As for how enchantments Work, I just hope its not the usual "Max power" But more utility. This would alow for a more divers meta since its usually Hard to Beet raw hitting Power with clever Strategie and niche synergies. A Bad example can best be observed in the glyphe System of lost ark Where almost all dmg classes prioretize the same perks.
I think it would be great to see the effect of your enhancement in one of two ways:
1. The weapon itself takes on a new form - eg) a new jewel encrusted hilt, a sharper cleaner blade, ornamentation or scabbard upgrade,
2. A particle effect/ visual representation of the enchantment that is specific to the effect. So a fire effect would have flames moving along the blade, lightning enchantment would have actual electricity crackling with it's own unique animation. Frost, Void energy, holy damage, whatever it is, have it be unique and really cool-looking.
It would also be cool to have a tiered system or rarity to some enchantments to help the player stand out visually. So people can visually identify that someone has - for example - a Tier 5 black lightning enchantment on their blade that is super rare as opposed to every single player standing around with 1 of 10 colours glowing on their weapon.
As for the horizontal, I think it makes PvP even more of a chance game. I am against it like I was against it with the L2 augment system.
In mmos players can adapt to their enemies class abilities, weapons abilities and other know game mechanics.
Having horizontal enchantments, which I am sure there will be hundreds of them, will turn pvp into a pure game of chance on who got the luckiest "augment".
Now... if you make the horizontal augmentation a consious selection of an extra power without the possibility of failure, not luck, then yes. Let us work hard for it and gain it. Then it does become part of a strategy.
Imo enchantments for vertical progression of gear should be ultra rare. Someone over enchanting a weapon should be a damn event for the server. That one person will get 1-3% boost in power, but their reputation will be that of "someone at the peak of their progress". The whole guild should work for that kind of thing. And by the time that player gets to a chance to destroy their BiS weapon in an overenchant - they should already have a backup. And if they decide to risk a unique legendary - that'd be a great way for it to "change hands". But if they succeed to OE that legendary - they deserve the powerup, because their risk was gigantic.

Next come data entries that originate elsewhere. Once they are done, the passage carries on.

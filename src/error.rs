//! Error taxonomy for the synthesis core.

use thiserror::Error;

/// Errors produced by the synthesis core.
///
/// Every variant is fatal for the render session that raised it: there is no
/// partial success and no retry. Sinks release their device or file handle on
/// the way out regardless of which variant propagates.
#[derive(Error, Debug)]
pub enum Error {
    /// Speed parameters are zero, inverted, or too fast to shape a tone.
    #[error("invalid speed: {0}")]
    InvalidSpeed(String),

    /// Tone frequency outside the playable range for the sample rate.
    #[error("invalid frequency: {freq_hz} Hz is not playable at {sample_rate} Hz")]
    InvalidFrequency { freq_hz: u32, sample_rate: u32 },

    /// The audio device refused the requested format, channel count, or rate.
    #[error("device configuration rejected: {0}")]
    DeviceConfig(String),

    /// A write or submit to the audio device failed mid-session.
    #[error("device I/O error: {0}")]
    DeviceIo(String),

    /// The output file could not be created, written, or patched.
    #[error("file I/O error: {0}")]
    FileIo(#[from] std::io::Error),
}

/// Convenience result type for core operations.
pub type Result<T> = std::result::Result<T, Error>;
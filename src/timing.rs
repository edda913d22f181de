//! Timing model: words per minute in, sample counts out.
//!
//! Timing follows the 50-unit reference word ("PARIS" plus its trailing
//! space): 31 units are tone and intra-character gaps, 19 units are
//! inter-character and inter-word spacing. Characters are always keyed at the
//! character speed; when the overall speed is slower, the extra time is
//! absorbed entirely by the 19 spacing units (Farnsworth spacing).

use tracing::debug;

use crate::error::{Error, Result};

/// Sample counts for one synthesis session, derived from a speed pair and a
/// sample rate.
///
/// `element_samples` is the length of one elementary unit at character speed
/// (a dot, or any gap inside a character). `spacing_samples` is the length of
/// one spacing unit between characters and words; it is stretched when the
/// overall speed is slower and equals `element_samples` when both speeds
/// match.
///
/// # Examples
///
/// ```
/// let t = morsel::Timing::configure(22_050, 20, 20).unwrap();
/// assert_eq!(t.element_samples(), t.spacing_samples());
///
/// let slow = morsel::Timing::configure(22_050, 20, 10).unwrap();
/// assert!(slow.spacing_samples() > slow.element_samples());
/// ```
#[derive(Debug, Clone, Copy, PartialEq, Eq)]
pub struct Timing {
    sample_rate: u32,
    element_samples: usize,
    spacing_samples: usize,
}

impl Timing {
    /// Check a speed pair before any device or file is opened.
    ///
    /// Both speeds must be nonzero and the overall speed may not exceed the
    /// character speed.
    pub fn validate_speeds(char_wpm: u32, total_wpm: u32) -> Result<()> {
        if char_wpm == 0 || total_wpm == 0 {
            return Err(Error::InvalidSpeed(
                "speeds must be at least 1 WPM".into(),
            ));
        }
        if total_wpm > char_wpm {
            return Err(Error::InvalidSpeed(format!(
                "overall speed {total_wpm} WPM exceeds character speed {char_wpm} WPM"
            )));
        }
        Ok(())
    }

    /// Derive sample counts for `sample_rate` from a validated speed pair.
    ///
    /// One minute of samples is divided into 50-unit words at character speed
    /// to size the element; the surplus samples a slower overall speed adds
    /// to each word are then spread across its 19 spacing units. Computing
    /// the stretch as a surplus keeps `spacing_samples == element_samples`
    /// exact whenever the speeds are equal, at every sample rate.
    pub fn configure(sample_rate: u32, char_wpm: u32, total_wpm: u32) -> Result<Self> {
        Self::validate_speeds(char_wpm, total_wpm)?;
        let minute = u64::from(sample_rate) * 60;
        let element = (minute / (u64::from(char_wpm) * 50)) as usize;
        if element == 0 {
            return Err(Error::InvalidSpeed(format!(
                "character speed {char_wpm} WPM is too fast for {sample_rate} Hz"
            )));
        }
        let surplus = minute / u64::from(total_wpm) - minute / u64::from(char_wpm);
        let spacing = element + (surplus / 19) as usize;
        debug!(
            "timing: {element} samples/element, {spacing} samples/spacing at {sample_rate} Hz \
             ({char_wpm}/{total_wpm} WPM)"
        );
        Ok(Self {
            sample_rate,
            element_samples: element,
            spacing_samples: spacing,
        })
    }

    /// Sample rate the counts were derived for, in Hz.
    pub fn sample_rate(&self) -> u32 {
        self.sample_rate
    }

    /// Samples in one elementary unit at character speed.
    pub fn element_samples(&self) -> usize {
        self.element_samples
    }

    /// Samples in one inter-character or inter-word spacing unit.
    pub fn spacing_samples(&self) -> usize {
        self.spacing_samples
    }
}

#[cfg(test)]
mod tests {
    use super::*;

    #[test]
    fn test_validate_rejects_zero_speeds() {
        assert!(Timing::validate_speeds(0, 0).is_err());
        assert!(Timing::validate_speeds(0, 10).is_err());
        assert!(Timing::validate_speeds(10, 0).is_err());
    }

    #[test]
    fn test_validate_rejects_inverted_speeds() {
        assert!(Timing::validate_speeds(10, 11).is_err());
        assert!(Timing::validate_speeds(10, 10).is_ok());
        assert!(Timing::validate_speeds(11, 10).is_ok());
    }

    #[test]
    fn test_known_element_lengths() {
        // 22050 * 60 / (20 * 50) = 1323
        let t = Timing::configure(22_050, 20, 20).unwrap();
        assert_eq!(t.element_samples(), 1323);
        assert_eq!(t.spacing_samples(), 1323);

        // 8000 * 60 / (12 * 50) = 800
        let t = Timing::configure(8_000, 12, 12).unwrap();
        assert_eq!(t.element_samples(), 800);
    }

    #[test]
    fn test_equal_speeds_give_equal_units() {
        // 22050 * 60 is not divisible by 13 * 50, so a formulation that
        // recomputes the spacing from the word length drifts here by one
        // sample. The surplus formulation must not.
        for rate in [8_000u32, 22_050, 44_100, 48_000] {
            for wpm in 1..=60 {
                let t = Timing::configure(rate, wpm, wpm).unwrap();
                assert_eq!(
                    t.element_samples(),
                    t.spacing_samples(),
                    "rate {rate}, {wpm} WPM"
                );
            }
        }
    }

    #[test]
    fn test_farnsworth_stretches_spacing_only() {
        let fast = Timing::configure(22_050, 18, 18).unwrap();
        let spread = Timing::configure(22_050, 18, 12).unwrap();
        assert_eq!(fast.element_samples(), spread.element_samples());
        assert!(spread.spacing_samples() > fast.spacing_samples());
    }

    #[test]
    fn test_spacing_never_shorter_than_element() {
        for char_wpm in 1..=40 {
            for total_wpm in 1..=char_wpm {
                let t = Timing::configure(22_050, char_wpm, total_wpm).unwrap();
                assert!(
                    t.spacing_samples() >= t.element_samples(),
                    "{char_wpm}/{total_wpm} WPM"
                );
            }
        }
    }

    #[test]
    fn test_word_duration_approximates_overall_speed() {
        // 31 element units + 19 spacing units should come out near one word
        // at the overall speed; integer division may round each unit down.
        let t = Timing::configure(22_050, 20, 5).unwrap();
        let word = 31 * t.element_samples() as u64 + 19 * t.spacing_samples() as u64;
        let target = 22_050u64 * 60 / 5;
        assert!(word <= target);
        assert!(target - word < 19 + 50, "word {word} vs target {target}");
    }

    #[test]
    fn test_extreme_character_speed_is_rejected() {
        // Element rounds to zero samples once 50 * wpm exceeds a minute of
        // samples.
        assert!(Timing::configure(22_050, 26_461, 1).is_err());
    }
}
//! Encrypt a plaintext annotation dataset for deployment.
//!
//! ```text
//! roiview-seal <input.json> <output.enc>
//! ```
//!
//! The key comes from `ANNOTATION_DATASET_KEY` (or the development key when
//! unset), exactly as the server resolves it. The input is decoded as a
//! dataset first so a malformed file is never sealed.

use std::path::PathBuf;
use std::process::ExitCode;

use tracing_subscriber::{layer::SubscriberExt, util::SubscriberInitExt};

use roiview_core::crypto::{decrypt_payload, derive_key, seal_payload};
use roiview_core::dataset::decode_dataset;
use roiview_core::error::CoreError;

#[tokio::main]
async fn main() -> ExitCode {
    dotenvy::dotenv().ok();

    tracing_subscriber::registry()
        .with(
            tracing_subscriber::EnvFilter::try_from_default_env()
                .unwrap_or_else(|_| "roiview_seal=info".into()),
        )
        .with(tracing_subscriber::fmt::layer())
        .init();

    let args: Vec<String> = std::env::args().skip(1).collect();
    let [input, output] = args.as_slice() else {
        eprintln!("usage: roiview-seal <input.json> <output.enc>");
        return ExitCode::from(2);
    };

    match seal(PathBuf::from(input), PathBuf::from(output)).await {
        Ok(()) => ExitCode::SUCCESS,
        Err(e) => {
            tracing::error!(kind = e.kind(), error = %e, "Sealing failed");
            ExitCode::FAILURE
        }
    }
}

async fn seal(input: PathBuf, output: PathBuf) -> Result<(), CoreError> {
    let secret = std::env::var("ANNOTATION_DATASET_KEY").ok();
    let key = derive_key(secret.as_deref())?;
    if key.is_dev_key() {
        tracing::warn!("ANNOTATION_DATASET_KEY not set, sealing with the insecure development key");
    }

    let plaintext = tokio::fs::read(&input)
        .await
        .map_err(|e| CoreError::Internal(format!("failed to read {}: {e}", input.display())))?;
    let dataset = decode_dataset(&plaintext)?;

    let sealed = seal_payload(&plaintext, &key)?;
    // Round-trip check before touching the output file.
    if decrypt_payload(&sealed, &key)? != plaintext {
        return Err(CoreError::Internal("sealed payload failed verification".to_string()));
    }

    tokio::fs::write(&output, &sealed)
        .await
        .map_err(|e| CoreError::Internal(format!("failed to write {}: {e}", output.display())))?;

    tracing::info!(
        input = %input.display(),
        output = %output.display(),
        boundaries = dataset.boundaries.len(),
        bytes = sealed.len(),
        key_fingerprint = %key.fingerprint(),
        "Dataset sealed"
    );
    Ok(())
}
//! Domain core for the annotation review overlay service.
//!
//! Decrypts the polygon dataset, answers point-in-region queries against the
//! mutable disabled-region state, and composites the SVG overlay that the
//! browser shows on top of the sample image. Nothing here knows about HTTP.

pub mod crypto;
pub mod dataset;
pub mod disabled;
pub mod error;
pub mod geometry;
pub mod hashing;
pub mod overlay;
pub mod region;
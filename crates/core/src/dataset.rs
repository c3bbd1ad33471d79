//! Annotation dataset model and the encrypted-file loader.
//!
//! The dataset is re-read and re-decrypted on every call to
//! [`load_annotation_dataset`]; nothing is cached between requests.

use std::fmt;
use std::io::ErrorKind;
use std::path::{Path, PathBuf};

use serde::{Deserialize, Serialize};

use crate::crypto::{decrypt_payload, derive_key, EncryptionKey};
use crate::error::CoreError;

/// Minimum number of vertices for a boundary to take part in hit-testing
/// and rendering.
pub const MIN_POLYGON_VERTICES: usize = 3;

// ---------------------------------------------------------------------------
// Model
// ---------------------------------------------------------------------------

/// Pixel coordinate in the canonical canvas space.
#[derive(Debug, Clone, Copy, PartialEq, Serialize, Deserialize)]
pub struct AnnotationPoint {
    pub x: f64,
    pub y: f64,
}

/// Implicitly closed polygon; the last vertex connects back to the first.
#[derive(Debug, Clone, PartialEq, Serialize, Deserialize)]
pub struct Polygon {
    pub vertices: Vec<AnnotationPoint>,
}

/// One detected region.
#[derive(Debug, Clone, PartialEq, Serialize, Deserialize)]
pub struct AnnotationBoundary {
    pub polygon: Polygon,
    /// `[min_x, min_y, max_x, max_y]`, informational only.
    #[serde(default)]
    pub bbox: Option<[f64; 4]>,
    #[serde(default)]
    pub score: f64,
    #[serde(default)]
    pub iou: f64,
}

impl AnnotationBoundary {
    pub fn vertices(&self) -> &[AnnotationPoint] {
        &self.polygon.vertices
    }

    /// Whether the polygon has enough vertices to enclose an area.
    pub fn is_drawable(&self) -> bool {
        self.polygon.vertices.len() >= MIN_POLYGON_VERTICES
    }
}

/// Decrypted dataset. Region identity is the position in `boundaries`.
#[derive(Debug, Clone, Default, PartialEq, Serialize, Deserialize)]
pub struct AnnotationDataset {
    pub boundaries: Vec<AnnotationBoundary>,
}

// ---------------------------------------------------------------------------
// Decoding
// ---------------------------------------------------------------------------

/// Decode decrypted plaintext into a typed dataset.
///
/// Fails with [`CoreError::DatasetInvalid`] when the text is not UTF-8 JSON,
/// lacks a `boundaries` array, or any boundary does not match the expected
/// shape.
pub fn decode_dataset(plaintext: &[u8]) -> Result<AnnotationDataset, CoreError> {
    let text = std::str::from_utf8(plaintext)
        .map_err(|e| CoreError::DatasetInvalid(format!("payload is not UTF-8: {e}")))?;

    let value: serde_json::Value = serde_json::from_str(text)
        .map_err(|e| CoreError::DatasetInvalid(format!("payload is not valid JSON: {e}")))?;

    match value.get("boundaries") {
        Some(serde_json::Value::Array(_)) => {}
        Some(_) => {
            return Err(CoreError::DatasetInvalid(
                "'boundaries' must be a JSON array".to_string(),
            ))
        }
        None => {
            return Err(CoreError::DatasetInvalid(
                "missing required key 'boundaries'".to_string(),
            ))
        }
    }

    serde_json::from_value(value)
        .map_err(|e| CoreError::DatasetInvalid(format!("malformed boundary: {e}")))
}

// ---------------------------------------------------------------------------
// Loading
// ---------------------------------------------------------------------------

/// Where the encrypted dataset lives and how to unlock it.
#[derive(Clone)]
pub struct DatasetSource {
    /// Candidate paths, tried in order.
    pub candidates: Vec<PathBuf>,
    secret: Option<String>,
}

impl DatasetSource {
    pub fn new(candidates: Vec<PathBuf>, secret: Option<String>) -> Self {
        Self { candidates, secret }
    }

    /// Derive the key from the configured secret.
    pub fn key(&self) -> Result<EncryptionKey, CoreError> {
        derive_key(self.secret.as_deref())
    }

    pub fn has_secret(&self) -> bool {
        self.secret.as_deref().is_some_and(|s| !s.is_empty())
    }
}

impl fmt::Debug for DatasetSource {
    fn fmt(&self, f: &mut fmt::Formatter<'_>) -> fmt::Result {
        f.debug_struct("DatasetSource")
            .field("candidates", &self.candidates)
            .field("secret", &self.secret.as_ref().map(|_| "<redacted>"))
            .finish()
    }
}

/// Read the first candidate file that exists.
pub async fn read_first_existing(candidates: &[PathBuf]) -> Result<(PathBuf, Vec<u8>), CoreError> {
    for path in candidates {
        match tokio::fs::read(path).await {
            Ok(bytes) => return Ok((path.clone(), bytes)),
            Err(e) if e.kind() == ErrorKind::NotFound => {
                tracing::debug!(path = %path.display(), "Dataset candidate not present");
            }
            Err(e) => {
                return Err(CoreError::Internal(format!(
                    "failed to read dataset file {}: {e}",
                    path.display()
                )))
            }
        }
    }

    Err(CoreError::DatasetNotFound {
        candidates: candidates
            .iter()
            .map(|p| p.display().to_string())
            .collect(),
    })
}

/// Locate, decrypt and decode the annotation dataset.
pub async fn load_annotation_dataset(source: &DatasetSource) -> Result<AnnotationDataset, CoreError> {
    let key = source.key()?;
    let (path, payload) = read_first_existing(&source.candidates).await?;
    let dataset = decrypt_dataset(&path, &payload, &key)?;

    tracing::debug!(
        path = %path.display(),
        bytes = payload.len(),
        boundaries = dataset.boundaries.len(),
        key_fingerprint = %key.fingerprint(),
        "Annotation dataset loaded"
    );

    Ok(dataset)
}

fn decrypt_dataset(
    path: &Path,
    payload: &[u8],
    key: &EncryptionKey,
) -> Result<AnnotationDataset, CoreError> {
    let plaintext = decrypt_payload(payload, key).inspect_err(|err| {
        tracing::warn!(
            path = %path.display(),
            kind = err.kind(),
            key_fingerprint = %key.fingerprint(),
            "Dataset decryption failed"
        );
    })?;
    decode_dataset(&plaintext)
}

// ---------------------------------------------------------------------------
// Tests
// ---------------------------------------------------------------------------
pub mod annotation;
pub mod health;

use axum::Router;

use crate::state::AppState;

/// Build the `/api/v1` route tree.
///
/// Route hierarchy:
///
/// ```text
/// /annotation/hit-test                 pointer hit-test + overlay (POST)
/// /annotation/overlay                  overlay for queue/hover state (POST)
/// /annotation/instances/disable        disable / re-enable regions (POST)
/// /annotation/instances/disabled       list (GET), clear (DELETE)
/// ```
pub fn api_routes() -> Router<AppState> {
    Router::new().nest("/annotation", annotation::router())
}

You can't be a gambler if you don't have the means to gamble. But you can take risks when the opportunity presents itself.
- i.g. to reduce the penalty on death (to please us casuals a bit more) while more hardcore people will focus on Stats
- to personalize your gear
- to enhance some professions skills / procs or lvl gain maybe
for me WoW is a Prime example of that i just hope the glow effects are not going to be too visual, a bit is fine but it kills the vibe if it is too vibrant imo.
it also adds a layer of stuff to do to gear up and min-max to keep that part of players interested
im all up for it!
So at lvl 25 you'd get your main "class" rune and then with each additional augment from religion/social stuff/other sources you'd add effects onto this rune. So by the end of your character progress, your gear will reflect your lifestyle.
Alternatively those rune stones could also give us a chance to add another school of augment from those sources, which would broaden our abilities, but I'm not sure if that's really feasible and/or even desirable.